EXTRACTED INFORMATION:
──────

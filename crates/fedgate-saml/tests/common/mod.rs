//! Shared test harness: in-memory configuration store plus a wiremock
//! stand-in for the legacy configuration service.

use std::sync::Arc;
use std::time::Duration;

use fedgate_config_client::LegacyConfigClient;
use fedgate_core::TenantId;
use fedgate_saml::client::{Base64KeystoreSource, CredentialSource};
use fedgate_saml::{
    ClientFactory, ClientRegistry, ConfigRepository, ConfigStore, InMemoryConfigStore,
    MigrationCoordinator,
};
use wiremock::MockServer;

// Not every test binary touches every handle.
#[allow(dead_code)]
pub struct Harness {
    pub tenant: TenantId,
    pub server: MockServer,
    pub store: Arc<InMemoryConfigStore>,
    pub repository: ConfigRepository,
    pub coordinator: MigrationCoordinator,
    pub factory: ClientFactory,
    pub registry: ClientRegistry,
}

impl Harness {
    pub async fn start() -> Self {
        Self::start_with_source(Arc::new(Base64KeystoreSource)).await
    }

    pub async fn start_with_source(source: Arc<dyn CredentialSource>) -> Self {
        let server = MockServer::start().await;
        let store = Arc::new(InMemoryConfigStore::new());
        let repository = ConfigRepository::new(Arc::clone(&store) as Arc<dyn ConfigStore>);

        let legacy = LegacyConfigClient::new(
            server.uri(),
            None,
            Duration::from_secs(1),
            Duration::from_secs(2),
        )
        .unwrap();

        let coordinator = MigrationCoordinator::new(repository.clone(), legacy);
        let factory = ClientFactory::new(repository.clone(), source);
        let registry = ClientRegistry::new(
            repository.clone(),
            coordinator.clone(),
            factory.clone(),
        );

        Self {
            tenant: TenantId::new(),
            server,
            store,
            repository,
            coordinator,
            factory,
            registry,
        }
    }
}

──────

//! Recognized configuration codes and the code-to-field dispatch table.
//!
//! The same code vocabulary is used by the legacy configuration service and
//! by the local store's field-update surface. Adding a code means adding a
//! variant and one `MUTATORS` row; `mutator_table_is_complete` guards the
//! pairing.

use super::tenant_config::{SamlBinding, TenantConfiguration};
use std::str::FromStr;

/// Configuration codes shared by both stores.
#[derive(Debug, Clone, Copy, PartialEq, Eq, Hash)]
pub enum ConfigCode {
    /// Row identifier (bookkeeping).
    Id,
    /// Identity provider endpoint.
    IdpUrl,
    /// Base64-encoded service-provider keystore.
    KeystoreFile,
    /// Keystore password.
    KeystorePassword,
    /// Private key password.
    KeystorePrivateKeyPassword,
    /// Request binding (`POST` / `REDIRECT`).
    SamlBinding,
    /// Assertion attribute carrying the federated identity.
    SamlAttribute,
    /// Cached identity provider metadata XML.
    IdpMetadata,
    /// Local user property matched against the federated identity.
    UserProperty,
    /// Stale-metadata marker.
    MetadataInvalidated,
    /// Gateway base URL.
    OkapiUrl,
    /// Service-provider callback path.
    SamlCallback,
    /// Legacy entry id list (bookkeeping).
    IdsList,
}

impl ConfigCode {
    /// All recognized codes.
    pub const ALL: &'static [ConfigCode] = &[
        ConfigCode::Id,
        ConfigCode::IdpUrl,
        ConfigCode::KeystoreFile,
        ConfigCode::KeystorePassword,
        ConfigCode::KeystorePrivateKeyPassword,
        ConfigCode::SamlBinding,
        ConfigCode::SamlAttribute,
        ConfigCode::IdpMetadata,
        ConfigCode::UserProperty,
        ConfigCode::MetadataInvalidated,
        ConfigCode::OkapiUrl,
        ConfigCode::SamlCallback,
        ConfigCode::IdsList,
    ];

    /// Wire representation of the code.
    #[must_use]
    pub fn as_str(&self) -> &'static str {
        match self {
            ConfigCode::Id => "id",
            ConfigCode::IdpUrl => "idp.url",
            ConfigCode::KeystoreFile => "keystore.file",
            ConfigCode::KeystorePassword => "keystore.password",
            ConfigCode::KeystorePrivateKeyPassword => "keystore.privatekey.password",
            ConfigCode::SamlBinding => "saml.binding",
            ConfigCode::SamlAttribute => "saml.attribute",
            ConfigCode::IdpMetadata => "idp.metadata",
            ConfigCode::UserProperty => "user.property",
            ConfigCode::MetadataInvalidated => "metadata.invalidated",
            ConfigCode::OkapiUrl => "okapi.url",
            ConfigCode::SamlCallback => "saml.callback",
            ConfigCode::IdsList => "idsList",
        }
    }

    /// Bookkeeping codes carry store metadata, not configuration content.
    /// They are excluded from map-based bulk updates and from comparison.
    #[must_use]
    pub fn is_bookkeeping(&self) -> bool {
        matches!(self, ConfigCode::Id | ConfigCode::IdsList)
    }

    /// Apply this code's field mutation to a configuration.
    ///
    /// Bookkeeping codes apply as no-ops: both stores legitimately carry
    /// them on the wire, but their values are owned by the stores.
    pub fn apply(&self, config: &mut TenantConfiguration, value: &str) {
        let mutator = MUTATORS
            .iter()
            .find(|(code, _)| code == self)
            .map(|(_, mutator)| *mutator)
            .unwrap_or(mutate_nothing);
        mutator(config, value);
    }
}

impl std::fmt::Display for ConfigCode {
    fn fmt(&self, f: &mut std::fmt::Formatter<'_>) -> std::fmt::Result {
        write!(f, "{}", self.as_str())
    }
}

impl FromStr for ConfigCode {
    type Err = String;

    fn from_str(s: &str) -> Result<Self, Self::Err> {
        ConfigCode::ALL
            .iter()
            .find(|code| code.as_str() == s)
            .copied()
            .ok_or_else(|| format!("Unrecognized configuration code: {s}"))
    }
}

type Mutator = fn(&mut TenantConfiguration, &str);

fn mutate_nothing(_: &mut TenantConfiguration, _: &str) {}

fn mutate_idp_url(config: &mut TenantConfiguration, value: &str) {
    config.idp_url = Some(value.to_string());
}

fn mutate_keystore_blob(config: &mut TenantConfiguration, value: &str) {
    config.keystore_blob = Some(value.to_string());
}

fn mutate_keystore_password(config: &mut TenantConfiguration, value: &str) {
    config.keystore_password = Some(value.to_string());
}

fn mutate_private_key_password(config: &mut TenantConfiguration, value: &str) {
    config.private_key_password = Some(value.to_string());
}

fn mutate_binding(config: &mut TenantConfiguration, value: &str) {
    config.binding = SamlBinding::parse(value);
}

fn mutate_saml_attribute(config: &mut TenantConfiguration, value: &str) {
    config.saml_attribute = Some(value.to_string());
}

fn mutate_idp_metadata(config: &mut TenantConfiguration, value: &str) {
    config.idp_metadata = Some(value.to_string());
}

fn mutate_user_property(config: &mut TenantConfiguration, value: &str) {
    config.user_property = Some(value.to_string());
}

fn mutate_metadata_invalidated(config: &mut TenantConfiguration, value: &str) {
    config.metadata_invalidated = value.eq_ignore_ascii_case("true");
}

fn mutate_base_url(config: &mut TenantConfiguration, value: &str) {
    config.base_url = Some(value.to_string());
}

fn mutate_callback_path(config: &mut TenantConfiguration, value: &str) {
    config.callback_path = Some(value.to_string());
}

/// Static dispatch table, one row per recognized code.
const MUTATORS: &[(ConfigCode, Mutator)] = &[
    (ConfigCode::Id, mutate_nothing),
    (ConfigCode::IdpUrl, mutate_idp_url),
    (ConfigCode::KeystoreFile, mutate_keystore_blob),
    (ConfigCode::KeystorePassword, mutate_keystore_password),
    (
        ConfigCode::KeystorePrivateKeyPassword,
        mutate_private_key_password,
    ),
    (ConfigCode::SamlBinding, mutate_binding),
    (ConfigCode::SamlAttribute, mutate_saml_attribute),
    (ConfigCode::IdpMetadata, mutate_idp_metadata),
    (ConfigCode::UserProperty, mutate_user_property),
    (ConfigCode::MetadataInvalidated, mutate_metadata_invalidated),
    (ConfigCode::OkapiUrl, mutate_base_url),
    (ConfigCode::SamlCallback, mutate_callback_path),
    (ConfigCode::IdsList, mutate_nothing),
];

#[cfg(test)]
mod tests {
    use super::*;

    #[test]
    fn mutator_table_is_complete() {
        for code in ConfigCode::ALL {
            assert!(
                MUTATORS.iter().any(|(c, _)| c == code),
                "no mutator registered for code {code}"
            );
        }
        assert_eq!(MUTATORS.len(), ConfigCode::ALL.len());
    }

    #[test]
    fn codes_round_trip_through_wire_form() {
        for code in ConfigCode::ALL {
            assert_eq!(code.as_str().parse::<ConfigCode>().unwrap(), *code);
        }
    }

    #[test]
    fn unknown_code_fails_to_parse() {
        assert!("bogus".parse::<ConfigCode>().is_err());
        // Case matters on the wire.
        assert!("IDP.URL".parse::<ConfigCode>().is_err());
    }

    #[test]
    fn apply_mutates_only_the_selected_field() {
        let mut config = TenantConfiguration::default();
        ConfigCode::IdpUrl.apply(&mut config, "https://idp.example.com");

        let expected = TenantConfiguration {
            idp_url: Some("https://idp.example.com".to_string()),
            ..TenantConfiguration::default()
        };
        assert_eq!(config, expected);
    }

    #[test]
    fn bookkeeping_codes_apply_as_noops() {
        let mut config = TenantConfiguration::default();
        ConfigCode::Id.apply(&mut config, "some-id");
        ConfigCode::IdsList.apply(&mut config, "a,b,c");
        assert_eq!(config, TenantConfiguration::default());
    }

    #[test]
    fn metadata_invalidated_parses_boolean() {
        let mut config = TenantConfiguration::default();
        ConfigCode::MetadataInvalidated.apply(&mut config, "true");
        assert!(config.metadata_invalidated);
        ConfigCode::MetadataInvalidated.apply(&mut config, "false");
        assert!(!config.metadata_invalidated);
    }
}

──────

TASK STATEMENT: In the records above, each line with the string "wiremock" should be copied.

REPLY:
//! Shared test harness: in-memory configuration store plus a wiremock
use wiremock::MockServer;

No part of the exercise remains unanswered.